Show aired on 17th January 2015


Peter Usborne

After National Service in Tanzania, Peter Usborne’s publishing career began at Oxford University, where he started a funny magazine called Mesopotamia. When he left Oxford, he started satirical magazine Private Eye, where he was Managing Director for three years. He then spent a year at a French business school and a year as a management consultant before ending up back in publishing as ‘special assistant’ to the chairman of the BPC Publishing Group.

From there, he got a job in BPC’s educational publishing department, Macdonald Educational, where he devised a highly successful series of school books for beginners, Macdonald Starters. He later became Publishing Director, before starting his own publishing company, which his former boss lent him the money to do.

Usborne Publishing was born, which quickly made a name for itself producing highly entertaining and colourful non-fiction books for children.

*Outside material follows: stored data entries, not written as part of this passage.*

//! Plaintext message and its binary encoding.
//!
//! Layout (little-endian):
//! `[version: 4 bytes][type: 4 bytes][text: remaining bytes]`
//!
//! There is no text length field; the text runs to the end of the buffer.

use crate::error::{CryptoError, Result};

/// Size of the version and type fields.
const HEADER_SIZE: usize = 8;

/// Logical plaintext unit carried inside an envelope.
///
/// # Invariants
///
/// - `text` is never empty
#[derive(Debug, Clone, PartialEq, Eq)]
pub struct Message {
    version: i32,
    message_type: i32,
    text: String,
}

impl Message {
    /// Framing version stamped by [`Message::new`].
    pub const CURRENT_VERSION: i32 = 1;

    /// Smallest decodable buffer: header plus at least one text byte.
    pub const MIN_SIZE: usize = HEADER_SIZE + 1;

    /// Create a message at [`Self::CURRENT_VERSION`].
    ///
    /// `message_type` is an application-defined discriminator that lets the
    /// receiver pick a parser (for example 0 for JSON, 1 for XML).
    ///
    /// # Errors
    ///
    /// - `Validation` if `text` is empty
    pub fn new(text: impl Into<String>, message_type: i32) -> Result<Self> {
        Self::with_version(Self::CURRENT_VERSION, message_type, text)
    }

    /// Create a message with an explicit framing version.
    pub fn with_version(version: i32, message_type: i32, text: impl Into<String>) -> Result<Self> {
        let text = text.into();
        if text.is_empty() {
            return Err(CryptoError::validation("message text cannot be empty"));
        }
        Ok(Self { version, message_type, text })
    }

    /// Framing version.
    pub fn version(&self) -> i32 {
        self.version
    }

    /// Application-defined message type.
    pub fn message_type(&self) -> i32 {
        self.message_type
    }

    /// Message text.
    pub fn text(&self) -> &str {
        &self.text
    }

    /// Consume the message, returning its text.
    pub fn into_text(self) -> String {
        self.text
    }

    /// Encode to the wire layout.
    pub fn to_bytes(&self) -> Vec<u8> {
        let mut buf = Vec::with_capacity(HEADER_SIZE + self.text.len());
        buf.extend_from_slice(&self.version.to_le_bytes());
        buf.extend_from_slice(&self.message_type.to_le_bytes());
        buf.extend_from_slice(self.text.as_bytes());
        buf
    }

    /// Decode from the wire layout.
    ///
    /// # Errors
    ///
    /// - `MessageParsing` if `bytes` is shorter than [`Self::MIN_SIZE`]
    /// - `MessageParsing` if the text is not valid UTF-8
    pub fn from_bytes(bytes: &[u8]) -> Result<Self> {
        if bytes.len() < Self::MIN_SIZE {
            return Err(CryptoError::parsing(format!(
                "message too short: need at least {} bytes, got {}",
                Self::MIN_SIZE,
                bytes.len()
            )));
        }

        let (header, text) = bytes.split_at(HEADER_SIZE);
        let (version, message_type) = header.split_at(4);

        let version = i32::from_le_bytes(field(version)?);
        let message_type = i32::from_le_bytes(field(message_type)?);
        let text = std::str::from_utf8(text)
            .map_err(|e| CryptoError::parsing(format!("message text is not UTF-8: {e}")))?;

        debug_assert!(!text.is_empty());
        Ok(Self { version, message_type, text: text.to_string() })
    }
}

fn field(bytes: &[u8]) -> Result<[u8; 4]> {
    <[u8; 4]>::try_from(bytes).map_err(|_| CryptoError::parsing("truncated message header"))
}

In the forty years since then, Usborne has grown to become one of the world’s leading publishers of children’s books of every kind, having been translated into over 100 foreign languages.

Peter was awarded an MBE for services to the publishing industry in 2011. With his two children, he is a trustee of The Usborne Foundation which supports charities working in the area of early literacy, and is developing a suite of free online games for early readers called ‘Teach Your Monster to Read’.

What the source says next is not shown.